URBANA, Ill. (WCIA) — A Champaign County man is behind bars after he was accused of threatening Julia Rietz, the State’s Attorney, and the Champaign County Courthouse.
Prosecutors said Glenn Jones of Pesotum has a history of mental illnesses and has been in jail before. This time, he’s accused of making several social media posts directed at Rietz.
They were all made on Facebook at the end of August, tagging her professional and personal pages. Some posts he’s accused of making said she owes him money for wrongly putting him in jail. Others said he knows where she lives and he will come with a lynch mob.
There are three charges:
- Two for threatening a public official
- One for falsely making a terrorist threat
The charges were spelled out in court on Tuesday.
“[Counts one and two] claims you knowingly delivered, directly or indirectly to Julia Rietz, a public official, communication containing a threat that placed her — that official — in reasonable apprehension of immediate or future bodily harm,” Judge Brett Olmstead told Jones while in court.
He’s referring to posts like these, where prosecutors said Jones used a fake name on Facebook to threaten Rietz.
“He claims she protected child molesters, and now the truth is coming out. He stated that ‘They owe me a new house, they owe me a new life, they put me somewhere that got me raped,'” said Mike Havera with the Appellate Prosecutor’s Office. “In another post, he put up an image of a man with the text below stating, ‘Don’t put me in a position where I have to show you how cold my heart can get.'”
Other posts target the courthouse.
“In one post, he wrote, quoting, ‘Apparently, the only way we’ll ever stop Champaign County State’s Attorney from protecting child molesters is to use heavy explosives to terminate the entire courthouse. That’s where the child molesters are weekdays,'” Havera described.

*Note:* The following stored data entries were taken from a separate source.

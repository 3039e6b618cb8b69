//! One-shot startup bootstrap: ensure the super-admin account exists.

use secrecy::{ExposeSecret, SecretString};
use sqlx::PgPool;

use tradepost_core::{Email, Role, RoleSet};

use crate::db::{RepositoryError, UserRepository};
use crate::error::AppError;
use crate::models::NewUser;
use crate::services::hash_password;

/// Idempotently ensure exactly one super-admin account exists, keyed by the
/// configured email. A no-op when the account is already present; a
/// unique-violation race between concurrently starting processes is treated
/// as success, so running this twice never yields two accounts.
///
/// # Errors
///
/// Returns an error when the configured email is invalid or the database is
/// unreachable.
pub async fn ensure_super_admin(
    pool: &PgPool,
    super_admin_email: &str,
    super_admin_password: &SecretString,
) -> Result<(), AppError> {
    let email = Email::parse(super_admin_email)
        .map_err(|e| AppError::Validation(format!("SUPER_ADMIN_EMAIL: {e}")))?;

    let users = UserRepository::new(pool);

    if users.get_by_email(&email).await?.is_some() {
        tracing::info!("super admin already exists");
        return Ok(());
    }

    let password_hash = hash_password(super_admin_password.expose_secret())?;

    let roles = RoleSet::from_roles([Role::SuperAdmin, Role::Admin])
        .map_err(|e| AppError::Internal(e.to_string()))?;

    let new_user = NewUser {
        first_name: "Super".to_owned(),
        last_name: "Admin".to_owned(),
        address: None,
        phone: "0000000000".to_owned(),
        email,
        roles,
    };

    match users.create(&new_user, &password_hash).await {
        Ok(user) => {
            tracing::info!(user_id = %user.id, "super admin created");
            Ok(())
        }
        // Lost a concurrent-startup race to another process: account exists
        Err(RepositoryError::Conflict(_)) => {
            tracing::info!("super admin already exists");
            Ok(())
        }
        Err(e) => Err(e.into()),
    }
}
//! Newtype IDs for type-safe entity references.
//!
//! Use the `define_id!` macro to create type-safe ID wrappers that prevent
//! accidentally mixing IDs from different entity types.

/// Macro to define a type-safe ID wrapper.
///
/// Creates a newtype wrapper around [`uuid::Uuid`] with:
/// - `Serialize`/`Deserialize` with `#[serde(transparent)]`
/// - `Debug`, `Clone`, `Copy`, `PartialEq`, `Eq`, `Hash`, `Ord`
/// - Conversion methods: `new()`, `generate()`, `as_uuid()`
/// - `From<Uuid>` and `Into<Uuid>` implementations
/// - `sqlx` `Type`, `Encode`, and `Decode` implementations (with `postgres` feature)
///
/// # Example
///
/// ```rust
/// # use tradepost_core::define_id;
/// define_id!(UserId);
/// define_id!(ItemId);
///
/// let user_id = UserId::generate();
/// let item_id = ItemId::generate();
///
/// // These are different types, so this won't compile:
/// // let _: UserId = item_id;
/// ```
#[macro_export]
macro_rules! define_id {
    ($name:ident) => {
        #[derive(
            Debug,
            Clone,
            Copy,
            PartialEq,
            Eq,
            PartialOrd,
            Ord,
            Hash,
            ::serde::Serialize,
            ::serde::Deserialize
        )]
        #[serde(transparent)]
        pub struct $name(::uuid::Uuid);

        impl $name {
            /// Create an ID from an existing UUID.
            #[must_use]
            pub const fn new(id: ::uuid::Uuid) -> Self {
                Self(id)
            }

            /// Generate a fresh random (v4) ID.
            #[must_use]
            pub fn generate() -> Self {
                Self(::uuid::Uuid::new_v4())
            }

            /// Get the underlying UUID.
            #[must_use]
            pub const fn as_uuid(&self) -> ::uuid::Uuid {
                self.0
            }
        }

        impl ::core::fmt::Display for $name {
            fn fmt(&self, f: &mut ::core::fmt::Formatter<'_>) -> ::core::fmt::Result {
                write!(f, "{}", self.0)
            }
        }

        impl ::core::str::FromStr for $name {
            type Err = ::uuid::Error;

            fn from_str(s: &str) -> ::core::result::Result<Self, Self::Err> {
                s.parse::<::uuid::Uuid>().map(Self)
            }
        }

        impl From<::uuid::Uuid> for $name {
            fn from(id: ::uuid::Uuid) -> Self {
                Self(id)
            }
        }

        impl From<$name> for ::uuid::Uuid {
            fn from(id: $name) -> Self {
                id.0
            }
        }

        #[cfg(feature = "postgres")]
        impl ::sqlx::Type<::sqlx::Postgres> for $name {
            fn type_info() -> ::sqlx::postgres::PgTypeInfo {
                <::uuid::Uuid as ::sqlx::Type<::sqlx::Postgres>>::type_info()
            }

            fn compatible(ty: &::sqlx::postgres::PgTypeInfo) -> bool {
                <::uuid::Uuid as ::sqlx::Type<::sqlx::Postgres>>::compatible(ty)
            }
        }

        #[cfg(feature = "postgres")]
        impl<'r> ::sqlx::Decode<'r, ::sqlx::Postgres> for $name {
            fn decode(
                value: ::sqlx::postgres::PgValueRef<'r>,
            ) -> ::core::result::Result<Self, ::sqlx::error::BoxDynError> {
                let id = <::uuid::Uuid as ::sqlx::Decode<::sqlx::Postgres>>::decode(value)?;
                Ok(Self(id))
            }
        }

        #[cfg(feature = "postgres")]
        impl ::sqlx::Encode<'_, ::sqlx::Postgres> for $name {
            fn encode_by_ref(
                &self,
                buf: &mut ::sqlx::postgres::PgArgumentBuffer,
            ) -> ::std::result::Result<::sqlx::encode::IsNull, ::sqlx::error::BoxDynError> {
                <::uuid::Uuid as ::sqlx::Encode<::sqlx::Postgres>>::encode_by_ref(&self.0, buf)
            }
        }
    };
}

// Define standard entity IDs
define_id!(UserId);
define_id!(ItemId);

#[cfg(test)]
#[allow(clippy::unwrap_used)]
mod tests {
    use super::*;

    #[test]
    fn test_generate_is_unique() {
        assert_ne!(UserId::generate(), UserId::generate());
    }

    #[test]
    fn test_display_and_parse_roundtrip() {
        let id = ItemId::generate();
        let parsed: ItemId = id.to_string().parse().unwrap();
        assert_eq!(parsed, id);
    }

    #[test]
    fn test_serde_transparent() {
        let id = UserId::generate();
        let json = serde_json::to_string(&id).unwrap();
        assert_eq!(json, format!("\"{id}\""));

        let back: UserId = serde_json::from_str(&json).unwrap();
        assert_eq!(back, id);
    }
}
//! The two authorization checks every mutating route composes.
//!
//! Role gating and ownership are deliberately separate, independently
//! testable functions rather than per-handler conditionals. Role matching is
//! by non-empty intersection; ownership admits the resource owner and any
//! privileged (ADMIN/`SUPER_ADMIN`) caller.

use tradepost_core::{Role, UserId};

use crate::error::AppError;
use crate::middleware::CurrentUser;

/// Pass when the caller holds ANY of the required roles.
///
/// # Errors
///
/// Returns `AppError::Forbidden` when the caller's role set does not
/// intersect `required`.
pub fn require_any_role(user: &CurrentUser, required: &[Role]) -> Result<(), AppError> {
    if user.roles.intersects(required) {
        Ok(())
    } else {
        Err(AppError::Forbidden(
            "You do not have permission to perform this action".to_owned(),
        ))
    }
}

/// Pass when the caller owns the resource, or holds moderation privileges.
///
/// Admins bypass the ownership check: the routes that enforce ownership also
/// admit ADMIN/`SUPER_ADMIN` through their role gate, and that admission
/// would be dead if strict owner equality were applied to them.
///
/// # Errors
///
/// Returns `AppError::Forbidden` for a non-owner without privileges.
pub fn require_owner_or_admin(user: &CurrentUser, owner: UserId) -> Result<(), AppError> {
    if user.id == owner || user.roles.is_privileged() {
        Ok(())
    } else {
        Err(AppError::Forbidden(
            "You do not own this resource".to_owned(),
        ))
    }
}

#[cfg(test)]
#[allow(clippy::unwrap_used)]
mod tests {
    use super::*;
    use tradepost_core::RoleSet;

    fn user_with(roles: &[Role]) -> CurrentUser {
        CurrentUser {
            id: UserId::generate(),
            roles: RoleSet::from_roles(roles.iter().copied()).unwrap(),
        }
    }

    #[test]
    fn test_intersection_grants_access() {
        // {SELLER, ADMIN} passes a route requiring {ADMIN} alone
        let user = user_with(&[Role::Seller, Role::Admin]);
        assert!(require_any_role(&user, &[Role::Admin]).is_ok());
    }

    #[test]
    fn test_disjoint_roles_are_forbidden() {
        let user = user_with(&[Role::Seller]);
        let err = require_any_role(&user, &[Role::Admin, Role::SuperAdmin]).unwrap_err();
        assert!(matches!(err, AppError::Forbidden(_)));
    }

    #[test]
    fn test_empty_requirement_is_forbidden() {
        // No route requires nothing; an empty set can never intersect.
        let user = user_with(&[Role::SuperAdmin]);
        assert!(require_any_role(&user, &[]).is_err());
    }

    #[test]
    fn test_owner_passes_ownership() {
        let user = user_with(&[Role::Seller]);
        assert!(require_owner_or_admin(&user, user.id).is_ok());
    }

    #[test]
    fn test_non_owner_seller_is_forbidden() {
        let user = user_with(&[Role::Seller]);
        let err = require_owner_or_admin(&user, UserId::generate()).unwrap_err();
        assert!(matches!(err, AppError::Forbidden(_)));
    }

    #[test]
    fn test_admin_bypasses_ownership() {
        let admin = user_with(&[Role::Admin]);
        assert!(require_owner_or_admin(&admin, UserId::generate()).is_ok());

        let super_admin = user_with(&[Role::SuperAdmin]);
        assert!(require_owner_or_admin(&super_admin, UserId::generate()).is_ok());
    }
}
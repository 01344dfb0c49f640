//! Build script exporting build metadata as compile-time environment variables

use std::process::Command;
use std::time::{SystemTime, UNIX_EPOCH};

fn main() {
    let git_hash = command_output("git", &["rev-parse", "--short", "HEAD"])
        .unwrap_or_else(|| "unknown".to_string());

    let rustc = std::env::var("RUSTC").unwrap_or_else(|_| "rustc".to_string());
    let rustc_version = command_output(&rustc, &["--version"])
        .unwrap_or_else(|| "unknown".to_string());

    let build_timestamp = SystemTime::now()
        .duration_since(UNIX_EPOCH)
        .map(|d| d.as_secs().to_string())
        .unwrap_or_else(|_| "0".to_string());

    println!("cargo:rustc-env=GIT_HASH={}", git_hash);
    println!("cargo:rustc-env=RUSTC_VERSION={}", rustc_version);
    println!("cargo:rustc-env=BUILD_TIMESTAMP={}", build_timestamp);

    // Recompute the hash when HEAD moves
    println!("cargo:rerun-if-changed=.git/HEAD");
    println!("cargo:rerun-if-changed=build.rs");
}

fn command_output(program: &str, args: &[&str]) -> Option<String> {
    let output = Command::new(program).args(args).output().ok()?;
    if !output.status.success() {
        return None;
    }
    let text = String::from_utf8(output.stdout).ok()?;
    let text = text.trim();
    if text.is_empty() {
        None
    } else {
        Some(text.to_string())
    }
}
//! Activity Telemetry Agent
//!
//! Reads interactions as JSON lines on stdin and ships them to the
//! configured endpoint in batches. One line per interaction:
//!
//! ```text
//! {"action_type": "click", "page": "/home/", "element_id": "save", "data": {"x": 3}}
//! ```

use activity_telemetry::observability::{init_metrics, init_tracing};
use activity_telemetry::{ActivityLogger, BuildInfo, Interaction, TelemetryConfig};
use anyhow::Result;
use tokio::io::{AsyncBufReadExt, BufReader};
use tracing::{info, warn};

#[tokio::main]
async fn main() -> Result<()> {
    // Initialize observability
    init_tracing()?;

    let build = BuildInfo::current();
    info!("Starting activity telemetry agent {}", build);

    // Load configuration
    let config = TelemetryConfig::load()?;
    info!("Configuration loaded: {:?}", config);
    init_metrics(config.metrics_addr)?;

    let logger = ActivityLogger::with_http(&config)?;
    logger.start()?;

    let mut lines = BufReader::new(tokio::io::stdin()).lines();
    let shutdown_signal = tokio::signal::ctrl_c();
    tokio::pin!(shutdown_signal);

    loop {
        tokio::select! {
            line = lines.next_line() => {
                match line? {
                    Some(line) if line.trim().is_empty() => continue,
                    Some(line) => match serde_json::from_str::<Interaction>(&line) {
                        Ok(interaction) => {
                            if let Err(e) = logger.log_interaction(&interaction) {
                                warn!("Dropping interaction: {}", e);
                            }
                        }
                        Err(e) => warn!("Ignoring malformed interaction line: {}", e),
                    },
                    None => {
                        info!("Input closed, flushing remaining activity");
                        break;
                    }
                }
            }
            _ = &mut shutdown_signal => {
                info!("Received shutdown signal, flushing remaining activity");
                break;
            }
        }
    }

    let remaining = logger.shutdown().await;
    let stats = logger.stats();
    info!(
        "Stopped: {} recorded, {} delivered, {} settled, {} undelivered",
        stats.queue.enqueue_count,
        stats.recovery.entries_delivered,
        stats.queue.settled_count(),
        remaining
    );
    Ok(())
}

Joyce Ragle, Pesotum’s Village President, said she’s been dealing with Jones at his property for years. He’s been living out of his truck and now, his home is set to be demolished.
That’s where Champaign County deputies arrested Jones on Saturday around 1 a.m.
“He initially denied responsibility for the posts, but then did admit to making them,” Havera said.
Jones’s lawyer defended his character, saying he’s studying to be a pastor, has a fiancé and has cancer.
He cannot have any contact with Rietz and must also take a mental health assessment and follow those recommendations.
If convicted, he faces up to 15 years in jail.
This isn’t Jones’ first time in court. In 2021, he pleaded guilty to harassing his neighbor. In the plea agreement, charges of sexually abusing a five-year-old boy in 1988 were dropped.